**YOUR TASK:** The answer must be a single number: how many lines of the records below hold the word "collections".

**SUPPLIED INFORMATION:**
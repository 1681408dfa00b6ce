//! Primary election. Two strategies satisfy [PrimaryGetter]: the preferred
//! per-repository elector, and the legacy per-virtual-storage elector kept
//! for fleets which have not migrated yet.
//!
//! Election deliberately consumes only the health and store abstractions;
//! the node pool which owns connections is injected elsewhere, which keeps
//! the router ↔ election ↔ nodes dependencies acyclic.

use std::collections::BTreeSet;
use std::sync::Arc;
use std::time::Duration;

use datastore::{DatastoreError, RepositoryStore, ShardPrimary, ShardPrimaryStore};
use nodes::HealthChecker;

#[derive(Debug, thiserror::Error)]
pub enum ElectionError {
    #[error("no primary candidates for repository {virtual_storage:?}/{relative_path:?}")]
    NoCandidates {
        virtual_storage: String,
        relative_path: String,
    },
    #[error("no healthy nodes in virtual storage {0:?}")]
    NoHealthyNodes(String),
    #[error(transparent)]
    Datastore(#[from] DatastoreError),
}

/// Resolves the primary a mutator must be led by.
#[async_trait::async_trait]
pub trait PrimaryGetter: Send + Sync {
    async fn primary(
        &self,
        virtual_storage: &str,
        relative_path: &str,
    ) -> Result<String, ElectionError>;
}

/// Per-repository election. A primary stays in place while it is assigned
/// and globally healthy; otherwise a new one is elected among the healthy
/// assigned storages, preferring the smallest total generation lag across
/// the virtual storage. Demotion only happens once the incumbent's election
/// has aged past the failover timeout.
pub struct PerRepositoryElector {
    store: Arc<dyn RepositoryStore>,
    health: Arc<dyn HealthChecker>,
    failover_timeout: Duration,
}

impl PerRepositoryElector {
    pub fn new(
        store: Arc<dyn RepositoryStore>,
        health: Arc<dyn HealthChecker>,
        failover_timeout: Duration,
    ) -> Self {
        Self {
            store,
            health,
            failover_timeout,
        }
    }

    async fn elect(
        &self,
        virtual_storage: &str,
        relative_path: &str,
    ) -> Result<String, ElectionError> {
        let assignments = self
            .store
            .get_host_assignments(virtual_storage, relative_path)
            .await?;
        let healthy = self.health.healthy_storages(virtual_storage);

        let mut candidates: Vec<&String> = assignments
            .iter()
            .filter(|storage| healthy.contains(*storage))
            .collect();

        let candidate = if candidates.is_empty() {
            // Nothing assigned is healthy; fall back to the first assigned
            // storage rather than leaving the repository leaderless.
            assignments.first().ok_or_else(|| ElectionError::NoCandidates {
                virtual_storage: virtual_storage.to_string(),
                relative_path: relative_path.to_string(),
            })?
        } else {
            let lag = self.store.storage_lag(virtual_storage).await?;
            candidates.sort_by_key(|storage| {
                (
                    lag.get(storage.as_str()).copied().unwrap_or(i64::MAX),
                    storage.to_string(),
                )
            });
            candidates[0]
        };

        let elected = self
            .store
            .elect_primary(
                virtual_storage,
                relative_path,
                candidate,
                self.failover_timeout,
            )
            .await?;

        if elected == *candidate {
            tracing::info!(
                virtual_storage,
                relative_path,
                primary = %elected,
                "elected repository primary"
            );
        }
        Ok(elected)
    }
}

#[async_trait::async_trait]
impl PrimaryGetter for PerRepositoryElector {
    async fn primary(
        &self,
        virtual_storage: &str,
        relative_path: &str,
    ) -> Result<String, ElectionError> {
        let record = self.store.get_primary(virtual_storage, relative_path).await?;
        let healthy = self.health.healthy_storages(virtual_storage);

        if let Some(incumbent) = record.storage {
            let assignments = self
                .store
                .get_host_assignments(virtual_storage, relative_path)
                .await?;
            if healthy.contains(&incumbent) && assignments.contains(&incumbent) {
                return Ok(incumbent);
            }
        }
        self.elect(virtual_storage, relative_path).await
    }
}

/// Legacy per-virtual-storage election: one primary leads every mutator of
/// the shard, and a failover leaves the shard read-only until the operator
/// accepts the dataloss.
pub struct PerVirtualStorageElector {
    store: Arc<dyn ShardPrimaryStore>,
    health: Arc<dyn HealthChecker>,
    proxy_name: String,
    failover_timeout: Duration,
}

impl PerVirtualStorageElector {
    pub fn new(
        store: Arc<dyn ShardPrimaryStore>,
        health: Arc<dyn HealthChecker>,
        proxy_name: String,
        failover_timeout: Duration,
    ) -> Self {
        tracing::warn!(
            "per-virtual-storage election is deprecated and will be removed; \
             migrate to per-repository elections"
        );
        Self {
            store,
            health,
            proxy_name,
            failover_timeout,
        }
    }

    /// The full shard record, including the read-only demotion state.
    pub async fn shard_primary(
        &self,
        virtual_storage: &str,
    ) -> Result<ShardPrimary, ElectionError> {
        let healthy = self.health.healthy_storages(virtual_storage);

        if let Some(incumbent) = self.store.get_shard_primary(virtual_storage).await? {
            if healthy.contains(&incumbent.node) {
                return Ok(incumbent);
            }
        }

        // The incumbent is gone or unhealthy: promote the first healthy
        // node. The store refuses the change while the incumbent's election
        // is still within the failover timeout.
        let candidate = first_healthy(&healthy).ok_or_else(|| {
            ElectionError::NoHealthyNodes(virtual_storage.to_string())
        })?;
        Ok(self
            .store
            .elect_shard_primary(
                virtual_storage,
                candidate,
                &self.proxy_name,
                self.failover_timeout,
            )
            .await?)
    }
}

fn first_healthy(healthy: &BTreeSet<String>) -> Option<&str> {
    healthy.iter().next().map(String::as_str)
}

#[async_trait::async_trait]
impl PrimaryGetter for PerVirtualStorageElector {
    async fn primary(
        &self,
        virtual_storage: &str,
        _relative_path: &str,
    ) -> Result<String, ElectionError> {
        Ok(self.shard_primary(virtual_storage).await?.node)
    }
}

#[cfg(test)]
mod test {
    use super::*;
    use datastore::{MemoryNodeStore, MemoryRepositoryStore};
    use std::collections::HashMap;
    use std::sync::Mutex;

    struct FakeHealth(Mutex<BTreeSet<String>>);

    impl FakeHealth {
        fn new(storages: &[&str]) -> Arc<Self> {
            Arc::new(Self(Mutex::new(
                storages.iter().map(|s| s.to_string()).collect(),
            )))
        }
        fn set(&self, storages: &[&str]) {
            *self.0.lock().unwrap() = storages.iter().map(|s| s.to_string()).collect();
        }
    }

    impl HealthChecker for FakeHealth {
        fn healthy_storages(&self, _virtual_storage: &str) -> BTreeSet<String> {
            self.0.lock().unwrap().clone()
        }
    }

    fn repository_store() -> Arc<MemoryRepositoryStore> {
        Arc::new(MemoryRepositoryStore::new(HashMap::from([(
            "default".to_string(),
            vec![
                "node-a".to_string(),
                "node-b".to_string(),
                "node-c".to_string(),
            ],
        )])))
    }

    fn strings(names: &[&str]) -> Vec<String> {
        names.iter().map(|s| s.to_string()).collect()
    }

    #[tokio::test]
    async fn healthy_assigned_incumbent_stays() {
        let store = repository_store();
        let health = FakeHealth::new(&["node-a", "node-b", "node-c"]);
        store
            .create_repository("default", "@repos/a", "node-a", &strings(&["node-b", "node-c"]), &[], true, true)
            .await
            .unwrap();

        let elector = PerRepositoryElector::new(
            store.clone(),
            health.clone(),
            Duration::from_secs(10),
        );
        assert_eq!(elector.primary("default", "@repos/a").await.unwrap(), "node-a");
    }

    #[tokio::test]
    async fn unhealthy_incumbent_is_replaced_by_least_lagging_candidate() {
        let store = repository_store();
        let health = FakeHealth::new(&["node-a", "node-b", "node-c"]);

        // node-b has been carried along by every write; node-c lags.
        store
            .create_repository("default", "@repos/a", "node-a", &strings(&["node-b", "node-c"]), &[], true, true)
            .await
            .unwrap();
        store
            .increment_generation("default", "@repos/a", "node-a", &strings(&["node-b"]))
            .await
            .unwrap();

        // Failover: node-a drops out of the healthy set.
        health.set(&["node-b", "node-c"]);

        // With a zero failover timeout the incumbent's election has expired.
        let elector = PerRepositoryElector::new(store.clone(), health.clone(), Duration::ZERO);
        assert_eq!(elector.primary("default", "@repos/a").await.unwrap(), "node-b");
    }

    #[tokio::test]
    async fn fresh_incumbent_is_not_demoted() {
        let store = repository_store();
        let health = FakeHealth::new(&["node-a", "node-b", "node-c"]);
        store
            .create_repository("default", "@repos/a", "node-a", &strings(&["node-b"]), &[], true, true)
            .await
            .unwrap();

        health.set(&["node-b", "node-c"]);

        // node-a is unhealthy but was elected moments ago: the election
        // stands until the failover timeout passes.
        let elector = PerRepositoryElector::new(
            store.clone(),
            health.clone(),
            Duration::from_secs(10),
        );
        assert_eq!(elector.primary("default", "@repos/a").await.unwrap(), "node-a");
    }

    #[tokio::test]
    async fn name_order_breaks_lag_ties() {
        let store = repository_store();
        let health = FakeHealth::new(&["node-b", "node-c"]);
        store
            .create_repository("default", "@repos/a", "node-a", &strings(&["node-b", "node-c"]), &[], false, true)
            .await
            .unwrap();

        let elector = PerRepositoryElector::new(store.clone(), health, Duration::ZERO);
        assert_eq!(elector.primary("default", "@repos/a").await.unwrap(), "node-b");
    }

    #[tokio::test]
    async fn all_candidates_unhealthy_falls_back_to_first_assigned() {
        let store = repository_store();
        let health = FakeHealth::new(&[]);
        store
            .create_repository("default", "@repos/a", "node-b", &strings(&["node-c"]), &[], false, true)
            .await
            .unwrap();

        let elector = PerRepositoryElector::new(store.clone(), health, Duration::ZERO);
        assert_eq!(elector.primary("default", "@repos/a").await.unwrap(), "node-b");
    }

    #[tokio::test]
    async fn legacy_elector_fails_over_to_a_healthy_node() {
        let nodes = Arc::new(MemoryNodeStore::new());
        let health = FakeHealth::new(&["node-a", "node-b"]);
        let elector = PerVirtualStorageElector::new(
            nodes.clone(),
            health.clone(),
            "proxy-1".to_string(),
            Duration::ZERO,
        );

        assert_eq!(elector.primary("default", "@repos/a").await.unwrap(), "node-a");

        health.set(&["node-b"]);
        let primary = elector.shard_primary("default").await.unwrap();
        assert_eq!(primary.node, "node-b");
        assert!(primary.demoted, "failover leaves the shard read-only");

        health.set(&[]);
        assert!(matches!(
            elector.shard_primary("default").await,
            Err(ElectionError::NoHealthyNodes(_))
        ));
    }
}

...

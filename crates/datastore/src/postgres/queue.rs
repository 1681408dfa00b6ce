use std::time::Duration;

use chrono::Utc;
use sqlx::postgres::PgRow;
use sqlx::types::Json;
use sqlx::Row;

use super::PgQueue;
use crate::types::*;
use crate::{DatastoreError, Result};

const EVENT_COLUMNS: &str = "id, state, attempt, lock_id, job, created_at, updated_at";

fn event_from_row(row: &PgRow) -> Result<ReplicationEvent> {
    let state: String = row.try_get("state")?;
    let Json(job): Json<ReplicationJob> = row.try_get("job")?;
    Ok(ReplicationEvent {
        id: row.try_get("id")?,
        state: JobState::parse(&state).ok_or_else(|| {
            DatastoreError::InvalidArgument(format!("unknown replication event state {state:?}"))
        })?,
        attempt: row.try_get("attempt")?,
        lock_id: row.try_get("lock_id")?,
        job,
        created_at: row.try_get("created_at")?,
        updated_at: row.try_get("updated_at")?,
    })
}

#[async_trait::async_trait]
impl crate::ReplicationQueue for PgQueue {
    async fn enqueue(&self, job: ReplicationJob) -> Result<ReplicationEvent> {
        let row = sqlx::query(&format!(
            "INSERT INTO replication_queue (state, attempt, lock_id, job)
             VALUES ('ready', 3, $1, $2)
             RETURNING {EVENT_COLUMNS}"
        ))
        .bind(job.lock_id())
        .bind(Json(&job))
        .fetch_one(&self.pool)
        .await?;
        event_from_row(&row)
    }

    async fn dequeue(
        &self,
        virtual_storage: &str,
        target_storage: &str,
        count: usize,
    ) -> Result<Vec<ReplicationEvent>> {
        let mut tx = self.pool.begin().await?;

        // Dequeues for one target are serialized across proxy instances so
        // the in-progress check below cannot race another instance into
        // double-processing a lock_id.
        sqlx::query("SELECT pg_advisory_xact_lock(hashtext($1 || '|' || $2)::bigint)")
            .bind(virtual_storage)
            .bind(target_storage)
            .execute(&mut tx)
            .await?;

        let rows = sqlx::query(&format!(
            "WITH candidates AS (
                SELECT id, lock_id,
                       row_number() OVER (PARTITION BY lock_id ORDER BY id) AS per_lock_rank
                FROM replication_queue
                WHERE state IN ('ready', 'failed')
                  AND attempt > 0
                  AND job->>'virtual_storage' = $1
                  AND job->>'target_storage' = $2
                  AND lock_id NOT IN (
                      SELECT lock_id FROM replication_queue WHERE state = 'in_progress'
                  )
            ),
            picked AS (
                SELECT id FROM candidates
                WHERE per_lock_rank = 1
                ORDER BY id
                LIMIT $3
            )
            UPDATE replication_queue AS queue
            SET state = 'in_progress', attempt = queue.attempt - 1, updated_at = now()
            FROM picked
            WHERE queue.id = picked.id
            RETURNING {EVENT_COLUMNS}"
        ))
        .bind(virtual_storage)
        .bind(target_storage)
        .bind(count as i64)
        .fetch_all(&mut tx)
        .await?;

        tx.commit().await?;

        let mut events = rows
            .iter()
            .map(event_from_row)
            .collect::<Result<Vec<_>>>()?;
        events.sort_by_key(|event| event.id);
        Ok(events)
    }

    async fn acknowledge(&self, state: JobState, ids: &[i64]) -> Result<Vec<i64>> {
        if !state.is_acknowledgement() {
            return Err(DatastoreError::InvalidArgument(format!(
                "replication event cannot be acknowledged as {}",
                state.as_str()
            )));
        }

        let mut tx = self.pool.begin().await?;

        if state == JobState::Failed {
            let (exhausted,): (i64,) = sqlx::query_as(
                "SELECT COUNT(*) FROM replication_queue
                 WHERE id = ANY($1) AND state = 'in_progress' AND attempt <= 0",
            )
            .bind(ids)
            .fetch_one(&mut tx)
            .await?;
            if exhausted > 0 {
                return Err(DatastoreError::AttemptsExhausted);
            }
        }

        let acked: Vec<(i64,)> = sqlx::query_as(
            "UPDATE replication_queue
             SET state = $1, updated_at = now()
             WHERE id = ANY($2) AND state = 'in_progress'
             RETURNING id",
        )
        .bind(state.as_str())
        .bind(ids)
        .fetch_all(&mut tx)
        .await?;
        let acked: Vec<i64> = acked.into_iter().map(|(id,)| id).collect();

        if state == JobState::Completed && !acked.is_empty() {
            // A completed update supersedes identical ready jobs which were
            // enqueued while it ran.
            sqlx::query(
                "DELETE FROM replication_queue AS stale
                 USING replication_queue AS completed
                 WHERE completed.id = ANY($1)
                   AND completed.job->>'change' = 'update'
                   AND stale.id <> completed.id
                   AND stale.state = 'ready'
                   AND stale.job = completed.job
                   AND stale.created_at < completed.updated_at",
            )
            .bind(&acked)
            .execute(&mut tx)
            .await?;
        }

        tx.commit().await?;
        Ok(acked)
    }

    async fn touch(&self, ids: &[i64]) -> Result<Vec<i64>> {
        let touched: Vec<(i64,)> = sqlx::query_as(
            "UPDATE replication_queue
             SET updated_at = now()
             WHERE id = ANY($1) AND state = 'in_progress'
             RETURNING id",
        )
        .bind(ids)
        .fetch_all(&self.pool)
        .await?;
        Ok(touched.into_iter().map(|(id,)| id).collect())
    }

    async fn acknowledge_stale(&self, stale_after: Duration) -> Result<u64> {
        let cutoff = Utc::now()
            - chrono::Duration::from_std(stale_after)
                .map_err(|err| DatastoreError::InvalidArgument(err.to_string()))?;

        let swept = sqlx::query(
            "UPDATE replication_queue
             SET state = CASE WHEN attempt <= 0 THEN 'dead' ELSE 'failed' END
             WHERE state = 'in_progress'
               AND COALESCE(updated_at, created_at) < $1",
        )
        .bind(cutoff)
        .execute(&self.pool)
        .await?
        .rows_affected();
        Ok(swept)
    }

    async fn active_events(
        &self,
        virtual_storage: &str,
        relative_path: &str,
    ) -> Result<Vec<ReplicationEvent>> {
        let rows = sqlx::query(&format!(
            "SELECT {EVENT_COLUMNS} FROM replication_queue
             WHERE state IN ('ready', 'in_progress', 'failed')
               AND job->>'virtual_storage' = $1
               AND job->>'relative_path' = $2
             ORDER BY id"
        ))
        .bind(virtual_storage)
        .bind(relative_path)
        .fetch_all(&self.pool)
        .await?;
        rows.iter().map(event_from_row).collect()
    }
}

**ANSWER SECTION:** 2